THE TASK:
Report every line of the records below that contains the word "agents".

(Stored items)
Content starts

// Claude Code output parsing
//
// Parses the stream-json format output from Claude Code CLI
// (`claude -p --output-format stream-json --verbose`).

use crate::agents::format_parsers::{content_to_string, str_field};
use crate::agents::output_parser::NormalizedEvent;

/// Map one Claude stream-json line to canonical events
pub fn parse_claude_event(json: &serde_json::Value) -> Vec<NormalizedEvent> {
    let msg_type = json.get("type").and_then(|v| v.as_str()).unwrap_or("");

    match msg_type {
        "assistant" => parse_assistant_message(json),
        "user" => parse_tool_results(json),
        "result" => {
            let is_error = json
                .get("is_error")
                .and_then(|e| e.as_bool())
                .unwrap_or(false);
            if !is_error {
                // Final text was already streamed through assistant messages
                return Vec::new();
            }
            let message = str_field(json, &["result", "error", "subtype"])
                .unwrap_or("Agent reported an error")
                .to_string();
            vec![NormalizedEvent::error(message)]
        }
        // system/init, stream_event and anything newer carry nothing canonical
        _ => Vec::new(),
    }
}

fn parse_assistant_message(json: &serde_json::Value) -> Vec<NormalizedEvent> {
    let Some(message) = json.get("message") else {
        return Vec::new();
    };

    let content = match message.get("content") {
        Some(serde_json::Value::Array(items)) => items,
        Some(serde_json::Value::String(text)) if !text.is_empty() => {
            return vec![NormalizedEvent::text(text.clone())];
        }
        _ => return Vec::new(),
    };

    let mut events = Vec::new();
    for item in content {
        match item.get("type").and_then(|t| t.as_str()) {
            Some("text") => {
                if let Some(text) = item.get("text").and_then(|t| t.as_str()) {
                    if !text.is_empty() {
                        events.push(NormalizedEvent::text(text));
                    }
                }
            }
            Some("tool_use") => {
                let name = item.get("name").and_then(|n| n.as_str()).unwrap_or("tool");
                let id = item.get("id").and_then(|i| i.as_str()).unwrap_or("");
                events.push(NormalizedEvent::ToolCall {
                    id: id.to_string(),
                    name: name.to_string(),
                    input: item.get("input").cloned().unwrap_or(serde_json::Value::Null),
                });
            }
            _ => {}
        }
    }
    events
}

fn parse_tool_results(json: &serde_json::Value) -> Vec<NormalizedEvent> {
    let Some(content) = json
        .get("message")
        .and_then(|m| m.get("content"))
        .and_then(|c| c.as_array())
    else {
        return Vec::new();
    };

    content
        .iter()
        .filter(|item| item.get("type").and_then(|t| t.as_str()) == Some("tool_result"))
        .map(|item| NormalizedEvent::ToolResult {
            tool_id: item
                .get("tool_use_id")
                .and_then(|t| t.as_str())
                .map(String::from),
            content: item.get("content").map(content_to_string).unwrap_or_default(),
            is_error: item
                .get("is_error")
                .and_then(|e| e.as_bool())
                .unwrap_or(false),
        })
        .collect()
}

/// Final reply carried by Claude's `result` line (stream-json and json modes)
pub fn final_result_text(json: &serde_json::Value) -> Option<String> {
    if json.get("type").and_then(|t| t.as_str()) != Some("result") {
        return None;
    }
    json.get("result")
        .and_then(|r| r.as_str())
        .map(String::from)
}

Content ends
Content starts

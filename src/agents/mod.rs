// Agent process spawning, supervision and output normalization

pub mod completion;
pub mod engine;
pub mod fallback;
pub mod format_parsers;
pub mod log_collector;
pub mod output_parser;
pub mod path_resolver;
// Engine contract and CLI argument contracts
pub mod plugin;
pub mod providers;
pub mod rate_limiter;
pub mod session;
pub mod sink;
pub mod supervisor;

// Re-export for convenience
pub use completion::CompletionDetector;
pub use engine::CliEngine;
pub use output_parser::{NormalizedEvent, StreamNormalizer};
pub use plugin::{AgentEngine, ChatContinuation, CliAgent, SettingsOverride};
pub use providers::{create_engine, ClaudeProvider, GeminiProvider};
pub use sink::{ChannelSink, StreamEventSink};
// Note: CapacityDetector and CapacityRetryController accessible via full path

Content ends

RESULT:
use crate::agents::format_parsers::{content_to_string, str_field};
use crate::agents::output_parser::NormalizedEvent;
filename src/agents/mod.rs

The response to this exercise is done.